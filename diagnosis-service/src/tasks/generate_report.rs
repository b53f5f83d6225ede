use async_trait::async_trait;
use case_flow::{NextAction, Result, Task, TaskResult};
use serde_json::json;
use std::sync::Arc;
use tracing::{info, warn};

use super::{ids, to_json};
use crate::models::{CaseRecord, CaseUpdate};
use crate::ports::{ReasoningPort, ReasoningTask, ReportRenderer};

/// Terminal step: synthesizes the clinician report and renders it
pub struct GenerateReportTask {
    reasoning: Arc<dyn ReasoningPort>,
    renderer: Arc<dyn ReportRenderer>,
}

impl GenerateReportTask {
    pub fn new(reasoning: Arc<dyn ReasoningPort>, renderer: Arc<dyn ReportRenderer>) -> Self {
        Self { reasoning, renderer }
    }
}

#[async_trait]
impl Task<CaseRecord> for GenerateReportTask {
    fn id(&self) -> &str {
        ids::GENERATE_REPORT
    }

    async fn run(&self, case: &CaseRecord) -> Result<TaskResult<CaseUpdate>> {
        info!(task_id = %self.id(), "Generating clinician report");

        let final_json_data = json!({
            "raw_input": to_json(&case.raw_input)?,
            "final_analysis": to_json(&case.final_analysis)?,
            "lab_results": to_json(&case.lab_results())?,
        });

        let mut update = CaseUpdate::default();
        match self
            .reasoning
            .invoke(ReasoningTask::MedicalReport, json!({ "final_json_data": final_json_data }))
            .await
        {
            Ok(markdown) => {
                let markdown = markdown.trim().to_string();
                match self.renderer.render(&markdown).await {
                    Ok(path) if case.report_path.is_none() => {
                        info!(task_id = %self.id(), path = %path, "Report stored");
                        update.report_path = Some(path);
                    }
                    Ok(path) => warn!(task_id = %self.id(), path = %path, "Report already stored, keeping the first"),
                    Err(e) => {
                        warn!(task_id = %self.id(), error = %e, "Report rendering failed");
                        update.report_error = Some(e.to_string());
                    }
                }
                update.report_markdown = Some(markdown);
            }
            Err(e) => {
                warn!(task_id = %self.id(), error = %e, "Report synthesis failed");
                update.report_error = Some(e.to_string());
            }
        }

        let status = if update.report_error.is_some() {
            "Report unavailable"
        } else {
            "Report generated"
        };
        Ok(TaskResult::new(update, NextAction::End).with_status(status))
    }
}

•••••

- **Assignment**: Would you print each line of the listing again, unaltered?

- **Exercise result**:
filename diagnosis-service/src/tasks/generate_report.rs
repository b53f5f83d6225ede
use async_trait::async_trait;
use case_flow::{NextAction, Result, Task, TaskResult};
use serde_json::json;
use std::sync::Arc;
use tracing::{info, warn};

use super::{ids, to_json};
use crate::models::{CaseRecord, CaseUpdate};
use crate::ports::{ReasoningPort, ReasoningTask, ReportRenderer};

/// Terminal step: synthesizes the clinician report and renders it
pub struct GenerateReportTask {
    reasoning: Arc<dyn ReasoningPort>,
    renderer: Arc<dyn ReportRenderer>,
}

impl GenerateReportTask {
    pub fn new(reasoning: Arc<dyn ReasoningPort>, renderer: Arc<dyn ReportRenderer>) -> Self {
        Self { reasoning, renderer }
    }
}

#[async_trait]
impl Task<CaseRecord> for GenerateReportTask {
    fn id(&self) -> &str {
        ids::GENERATE_REPORT
    }

    async fn run(&self, case: &CaseRecord) -> Result<TaskResult<CaseUpdate>> {
        info!(task_id = %self.id(), "Generating clinician report");

        let final_json_data = json!({
            "raw_input": to_json(&case.raw_input)?,
            "final_analysis": to_json(&case.final_analysis)?,
            "lab_results": to_json(&case.lab_results())?,
        });

        let mut update = CaseUpdate::default();
        match self
            .reasoning
            .invoke(ReasoningTask::MedicalReport, json!({ "final_json_data": final_json_data }))
            .await
        {
            Ok(markdown) => {
                let markdown = markdown.trim().to_string();
                match self.renderer.render(&markdown).await {
                    Ok(path) if case.report_path.is_none() => {
                        info!(task_id = %self.id(), path = %path, "Report stored");
                        update.report_path = Some(path);
                    }
                    Ok(path) => warn!(task_id = %self.id(), path = %path, "Report already stored, keeping the first"),
                    Err(e) => {
                        warn!(task_id = %self.id(), error = %e, "Report rendering failed");
                        update.report_error = Some(e.to_string());
                    }
                }
                update.report_markdown = Some(markdown);
            }
            Err(e) => {
                warn!(task_id = %self.id(), error = %e, "Report synthesis failed");
                update.report_error = Some(e.to_string());
            }
        }

        let status = if update.report_error.is_some() {
            "Report unavailable"
        } else {
            "Report generated"
        };
        Ok(TaskResult::new(update, NextAction::End).with_status(status))
    }
}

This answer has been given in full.